Monday, June 7, 2021

Convexity Maven: "Fire Insurance" (interest rate strategies)

 From Harley Bassman now at Simplify Asset Management:

Except for grifters practicing insurance fraud, no one buys fire insurance in hopes of their house burning down. This is the corollary to the epilogue of my prior Commentary that noted that “buyers of life insurance do not win when they die”. If you are reading this Commentary, there is little doubt that you have purchased an insurance policy, likely multiple policies such as auto, home, personal property, and liability. (I will ignore life insurance; obviously.)These sorts of products offer the challenge of both quality (coverage and deductible) as well sizing (total payout). Today we will take a deeper dive into an interest rate insurance Strategy outlined in my recent Commentary “The Helicopter Defense”–May 13, 2021.

The Strategy
At inception, a purchase of $50of the Strategy would entail: Buying$25 of the T 0.75% April 30, 2026, US Treasury 5-year note @ 100and...Buying a seven-year (expiration) payer swaption (put option) on $800 of a 20yr swap (bond) at a price of $3.125% ($800 * 3.125% = $25) This option is functionally a seven-year put option on a thirty-year bond.The table below is a MODELED profile of how such a strategy could perform, contingent upon a few important assumptions(*), as rates vary. This is not a prediction, but rather a modeled pricing projection using a $50 initial price compared to the CME listed “US” futures contract.... 

....MUCH MORE

I don't see a hyperlink to the earlier missive so here's our link to Convexity Maven: "The Helicopter Defense"

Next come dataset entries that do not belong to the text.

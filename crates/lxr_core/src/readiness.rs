//! Readiness polling after container start.

use std::sync::Arc;
use std::time::{Duration, Instant};

use lxr_runner::HostTools;
use tracing::{debug, info, warn};

/// Outcome of [`ReadinessPoller::wait`].
#[derive(Debug, Clone, Copy, PartialEq, Eq)]
pub enum Readiness {
    /// The target became active on check number `attempts`.
    Ready { attempts: u32, elapsed: Duration },
    /// `attempts` checks ran and none succeeded.
    TimedOut { attempts: u32 },
}

impl Readiness {
    pub fn is_ready(&self) -> bool {
        matches!(self, Self::Ready { .. })
    }
}

/// Waits for a systemd target to become active inside a container.
#[derive(Clone)]
pub struct ReadinessPoller {
    tools: Arc<dyn HostTools>,
    target: String,
    interval: Duration,
    check_timeout: Duration,
}

impl ReadinessPoller {
    pub fn new(tools: Arc<dyn HostTools>, target: impl Into<String>) -> Self {
        Self {
            tools,
            target: target.into(),
            interval: Duration::from_secs(1),
            check_timeout: Duration::from_secs(10),
        }
    }

    /// Pause between checks (default one second).
    pub fn interval(mut self, interval: Duration) -> Self {
        self.interval = interval;
        self
    }

    /// Deadline for one check; an expired check counts as not ready.
    pub fn check_timeout(mut self, limit: Duration) -> Self {
        self.check_timeout = limit;
        self
    }

    pub fn target(&self) -> &str {
        &self.target
    }

    /// Check the target up to `timeout` times, one interval apart.
    pub async fn wait(&self, id: u32, timeout: u32) -> Readiness {
        let started = Instant::now();

        for attempt in 1..=timeout {
            if self.is_active(id).await {
                let elapsed = started.elapsed();
                info!(
                    "Container {} reached {} after {} check(s), {}s",
                    id,
                    self.target,
                    attempt,
                    elapsed.as_secs()
                );
                return Readiness::Ready { attempts: attempt, elapsed };
            }
            if attempt < timeout {
                tokio::time::sleep(self.interval).await;
            }
        }

        warn!(
            "Container {} did not reach {} after {} check(s)",
            id, self.target, timeout
        );
        Readiness::TimedOut { attempts: timeout }
    }

    async fn is_active(&self, id: u32) -> bool {
        let command = vec![
            "systemctl".to_string(),
            "is-active".to_string(),
            "--quiet".to_string(),
            self.target.clone(),
        ];
        match tokio::time::timeout(self.check_timeout, self.tools.exec(id, &command)).await {
            Ok(Ok(output)) => output.success(),
            Ok(Err(e)) => {
                debug!("Readiness check on container {} failed: {}", id, e);
                false
            }
            Err(_) => {
                debug!(
                    "Readiness check on container {} gave no answer within {:?}",
                    id, self.check_timeout
                );
                false
            }
        }
    }
}

#[cfg(test)]
mod tests {
    use super::*;
    use lxr_runner::{MockContainer, MockHost};

    fn poller(host: &MockHost) -> ReadinessPoller {
        ReadinessPoller::new(Arc::new(host.clone()), "multi-user.target").interval(Duration::ZERO)
    }

    #[tokio::test]
    async fn test_ready_on_first_check() {
        let host = MockHost::new().with_container(1, MockContainer::running("lxc-runner-1"));
        let readiness = poller(&host).wait(1, 60).await;

        assert!(matches!(readiness, Readiness::Ready { attempts: 1, .. }));
        assert_eq!(host.readiness_checks(1), 1);
    }

    #[tokio::test]
    async fn test_ready_after_some_failures() {
        let host = MockHost::new()
            .with_container(1, MockContainer::running("lxc-runner-1"))
            .ready_after(3);
        let readiness = poller(&host).wait(1, 10).await;

        assert!(matches!(readiness, Readiness::Ready { attempts: 4, .. }));
        assert_eq!(host.readiness_checks(1), 4);
    }

    #[tokio::test]
    async fn test_timeout_after_exactly_timeout_checks() {
        let host = MockHost::new()
            .with_container(4004, MockContainer::running("lxc-runner-4004"))
            .never_ready();
        let readiness = poller(&host).wait(4004, 5).await;

        assert_eq!(readiness, Readiness::TimedOut { attempts: 5 });
        assert!(!readiness.is_ready());
        assert_eq!(host.readiness_checks(4004), 5);
    }

    #[tokio::test]
    async fn test_exec_errors_count_as_not_ready() {
        let host = MockHost::new()
            .with_container(2, MockContainer::running("lxc-runner-2"))
            .fail_on("exec", Some(2));
        let readiness = poller(&host).wait(2, 3).await;

        assert_eq!(readiness, Readiness::TimedOut { attempts: 3 });
        assert_eq!(host.get_method_calls("exec").len(), 3);
    }

    #[tokio::test]
    async fn test_zero_timeout_performs_no_checks() {
        let host = MockHost::new().with_container(1, MockContainer::running("lxc-runner-1"));
        let readiness = poller(&host).wait(1, 0).await;

        assert_eq!(readiness, Readiness::TimedOut { attempts: 0 });
        assert!(!host.was_called("exec"));
    }

    #[tokio::test]
    async fn test_hanging_check_still_times_out() {
        let host = MockHost::new()
            .with_container(1, MockContainer::running("lxc-runner-1"))
            .hang_readiness();
        let started = Instant::now();

        let readiness = poller(&host)
            .check_timeout(Duration::from_millis(50))
            .wait(1, 3)
            .await;

        assert_eq!(readiness, Readiness::TimedOut { attempts: 3 });
        assert_eq!(host.readiness_checks(1), 3);
        assert!(started.elapsed() < Duration::from_secs(5));
    }

    #[tokio::test]
    async fn test_check_command_targets_systemd() {
        let host = MockHost::new().with_container(1, MockContainer::running("lxc-runner-1"));
        poller(&host).wait(1, 1).await;

        let calls = host.get_method_calls("exec");
        assert_eq!(
            calls[0].args,
            ["systemctl", "is-active", "--quiet", "multi-user.target"]
        );
    }
}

And remember where he is coming from (intellectually):

Our boilerplate introduction to Mr. Bassman starts with his definition of convexity:

...Wall Street loves to make convexity sound complex (I suppose it’s so they can charge higher fees?). We speak Greek (calling it “gamma”), employ physics as a metaphor (analogizing to it “acceleration”), and use mathematical definitions (since it is the second derivative of the asset’s price change).

Pish, posh. An investment is convex if the payoff is unbalanced for equally opposite outcomes. So if there’s the potential to earn a profit of two on a bet versus a maximum loss of one, the bet is positively convex. If you can lose three versus making two, it is negatively convex. That’s it. The rocket scientists are called upon to help (fairly) price the cost (value) of such possible outcomes. This is why the expansion of derivative trading in the 1990’s resulted in a hiring spree of physics PhD’s....

 

...The Convexity Maven is nothing if not a professional. Here is part of his mini-bio at MacroVoices:

Harley S. Bassman
Harley Bassman created, marketed and traded a wide variety of derivative and structured products during his twenty-six-year career at Merrill Lynch.  In 1985 he created the OPOSSMS mortgage options product that facilitated risk transmission between MBS originators and financial institutions.  In 1988, he assumed responsibility for trading and marketing IO/PO and other levered prepayment securities.  Soon after this, he started purchasing RTC auctioned MBS Servicing rights and repackaged them for the securities market as BIGS - Beneficial Interests in GNMA Servicing.  Later, he started a GNMA servicing conduit becoming one of the Top 20 originators in 1992.  As managing and hedging prepayment risk became a priority focus for the financial markets, Mr. Bassman created PRESERV, Merrill's trademarked Prepayment Cap product. Merrill was a leader in this product category writing protection that covered the risk on tens of billions of notional mortgage servicing rights.  Later, Mr. Bassman managed Merrill's initial venture into off-balance sheet mortgage trading.
In 1994, Mr. Bassman assumed responsibility for OTC bond options.

Within a year, Merrill was the leader in this product sector.  A wide variety of products were offered including vanilla and complex options on MBS spreads and the Treasury yield curve.
To help clients more fully appreciate Volatility as a primary risk vector, he created the MOVE Index.  Similar in form to the VIX Index, it is now the recognized standard measure of Interest Rate Volatility.

From 1995 to 2000 he focused on creating hedge strategies for MBS servicers and portfolio optimization techniques for Total Return and Index investors.

Mr. Bassman became the manager of North American MBS and Structured Finance trading in 2001.  During his tenure, he created SURF, (Specialty Underwriting and Residential Finance), a self-contained Sub-Prime mortgage conduit.  He supervised the issuance of Merrill’s first Sub-Prime securities. He also transitioned the structuring business to a new technology platform....
And so much more, all those cutesy Merrill acronyms can be blamed on him and his team.